Conforme Cunha Gonçalves citado por Washington de Barros Monteiro, “a prescrição é indispensável à estabilidade e consolidação de todos os direitos; sem ela nada seria permanente; o proprietário jamais estaria seguro de seus direitos, e o devedor livre de pagar duas vezes a mesma dívida”.
A palavra prescrição vem de praescriptio, que significa posto antes, e era um meio de defesa garantido ao possuidor contra terceiros, e era colocada na fórmula (período formulário) antes de se adentrar no mérito da causa, isto é, o magistrado era instigado a não examinar o mérito da demanda.
A prescrição pode ser aquisitiva e extintiva. Exemplo da primeira é o usucapião, onde adquirisse a propriedade pela posse prolongada. Já a extintiva ocorre quando alguém se libera de uma obrigação pelo decurso do tempo.
Barros Monteiro leciona sobre as desta forma:
“Se a força geradora prepondera sobre a força extintora temos a prescrição aquisitiva; se é a força extintora que prepondera sobre a força geradora, temos a prescrição extintiva. Caracteriza-se a primeira pela sua feição positiva, é modo de adquirir a propriedade pela posse prolongada; notabiliza-se a segunda pela feição negativa, é a perda da ação atribuída a um direito pelo não-uso dela durante certo lapso de tempo.

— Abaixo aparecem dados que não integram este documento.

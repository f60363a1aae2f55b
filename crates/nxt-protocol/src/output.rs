//! Outgoing packet builders.
//!
//! Each builder returns the complete wire packet, length prefix included, as a
//! fixed-size array so the hot polling path never allocates.

#![deny(unsafe_op_in_unsafe_fn)]
#![deny(static_mut_refs)]

use crate::commands::{DIRECT_COMMAND_NO_REPLY, DIRECT_COMMAND_REPLY, DirectCommand};

pub const LENGTH_PREFIX_LEN: usize = 2;
pub const QUERY_MOTOR_POSITION_LEN: usize = 5;
pub const RESET_MOTOR_POSITION_LEN: usize = 6;
pub const PLAY_TONE_LEN: usize = 8;
pub const KEEP_ALIVE_LEN: usize = 4;
/// Body length of a `GETOUTPUTSTATE` reply, excluding the length prefix.
pub const MOTOR_STATE_REPLY_LEN: usize = 25;

/// Prefix an arbitrary telegram body with its little-endian length.
///
/// Bodies longer than `u16::MAX` cannot be expressed on the wire; the brick
/// caps telegrams at 64 bytes, so callers never get near the limit.
pub fn frame(body: &[u8]) -> Vec<u8> {
    let len = u16::try_from(body.len()).unwrap_or(u16::MAX);
    let mut out = Vec::with_capacity(body.len() + LENGTH_PREFIX_LEN);
    out.extend_from_slice(&len.to_le_bytes());
    out.extend_from_slice(body);
    out
}

#[inline]
const fn prefix(total_len: usize) -> [u8; 2] {
    let body = (total_len - LENGTH_PREFIX_LEN) as u16;
    body.to_le_bytes()
}

pub fn build_query_motor_position(port: u8) -> [u8; QUERY_MOTOR_POSITION_LEN] {
    let [lo, hi] = prefix(QUERY_MOTOR_POSITION_LEN);
    [
        lo,
        hi,
        DIRECT_COMMAND_REPLY,
        DirectCommand::GetOutputState.to_u8(),
        port,
    ]
}

/// Reset the absolute motor position (`relative = false`), no reply requested.
pub fn build_reset_motor_position(port: u8) -> [u8; RESET_MOTOR_POSITION_LEN] {
    let [lo, hi] = prefix(RESET_MOTOR_POSITION_LEN);
    [
        lo,
        hi,
        DIRECT_COMMAND_NO_REPLY,
        DirectCommand::ResetMotorPosition.to_u8(),
        port,
        0x00,
    ]
}

pub fn build_play_tone(frequency_hz: u16, duration_ms: u16) -> [u8; PLAY_TONE_LEN] {
    let [lo, hi] = prefix(PLAY_TONE_LEN);
    let [f_lo, f_hi] = frequency_hz.to_le_bytes();
    let [d_lo, d_hi] = duration_ms.to_le_bytes();
    [
        lo,
        hi,
        DIRECT_COMMAND_NO_REPLY,
        DirectCommand::PlayTone.to_u8(),
        f_lo,
        f_hi,
        d_lo,
        d_hi,
    ]
}

pub fn build_keep_alive() -> [u8; KEEP_ALIVE_LEN] {
    let [lo, hi] = prefix(KEEP_ALIVE_LEN);
    [
        lo,
        hi,
        DIRECT_COMMAND_NO_REPLY,
        DirectCommand::KeepAlive.to_u8(),
    ]
}
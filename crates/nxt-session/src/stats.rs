//! Session traffic counters
//!
//! Incremented from the requester, the receive callback and the heartbeat
//! without locking. `Relaxed` ordering is enough since nothing synchronizes on
//! the values.

use serde::Serialize;
use std::sync::atomic::{AtomicU64, Ordering};

#[derive(Debug, Clone, Copy, PartialEq, Eq, Default, Serialize)]
pub struct StatsSnapshot {
    pub queries_sent: u64,
    pub replies_decoded: u64,
    pub protocol_errors: u64,
    pub io_errors: u64,
    pub heartbeats_sent: u64,
}

#[derive(Debug, Default)]
pub struct SessionStats {
    queries_sent: AtomicU64,
    replies_decoded: AtomicU64,
    protocol_errors: AtomicU64,
    io_errors: AtomicU64,
    heartbeats_sent: AtomicU64,
}

impl SessionStats {
    #[must_use]
    pub const fn new() -> Self {
        Self {
            queries_sent: AtomicU64::new(0),
            replies_decoded: AtomicU64::new(0),
            protocol_errors: AtomicU64::new(0),
            io_errors: AtomicU64::new(0),
            heartbeats_sent: AtomicU64::new(0),
        }
    }

    #[inline]
    pub fn inc_query(&self) {
        self.queries_sent.fetch_add(1, Ordering::Relaxed);
    }

    #[inline]
    pub fn inc_reply(&self) {
        self.replies_decoded.fetch_add(1, Ordering::Relaxed);
    }

    #[inline]
    pub fn inc_protocol_error(&self) {
        self.protocol_errors.fetch_add(1, Ordering::Relaxed);
    }

    #[inline]
    pub fn inc_io_error(&self) {
        self.io_errors.fetch_add(1, Ordering::Relaxed);
    }

    #[inline]
    pub fn inc_heartbeat(&self) {
        self.heartbeats_sent.fetch_add(1, Ordering::Relaxed);
    }

    #[must_use]
    pub fn snapshot(&self) -> StatsSnapshot {
        StatsSnapshot {
            queries_sent: self.queries_sent.load(Ordering::Relaxed),
            replies_decoded: self.replies_decoded.load(Ordering::Relaxed),
            protocol_errors: self.protocol_errors.load(Ordering::Relaxed),
            io_errors: self.io_errors.load(Ordering::Relaxed),
            heartbeats_sent: self.heartbeats_sent.load(Ordering::Relaxed),
        }
    }

    pub fn reset(&self) {
        self.queries_sent.store(0, Ordering::Relaxed);
        self.replies_decoded.store(0, Ordering::Relaxed);
        self.protocol_errors.store(0, Ordering::Relaxed);
        self.io_errors.store(0, Ordering::Relaxed);
        self.heartbeats_sent.store(0, Ordering::Relaxed);
    }
}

Clóvis Bevilaqua conceitua a prescrição como a “perda da ação atribuída a um direito, e de toda a sua capacidade defensiva, em consequência do não uso dela, durante determinado espaço de tempo”.
Não há que se confundir prescrição e decadência. A primeira atinge o direito de ação, e por consequência faz desaparecer o direito tutelado; a decadência atinge diretamente o direito, e por consequência extingue a ação.
É exemplo de prazo decadencial no Direito do Trabalho, o previsto no art. 853 da CLT, que assim determina:
Art. 853 - Para a instauração do inquérito para apuração de falta grave contra empregado garantido com estabilidade, o empregador apresentará reclamação por escrito à Junta ou Juízo de Direito, dentro de 30 (trinta) dias, contados da data da suspensão do empregado.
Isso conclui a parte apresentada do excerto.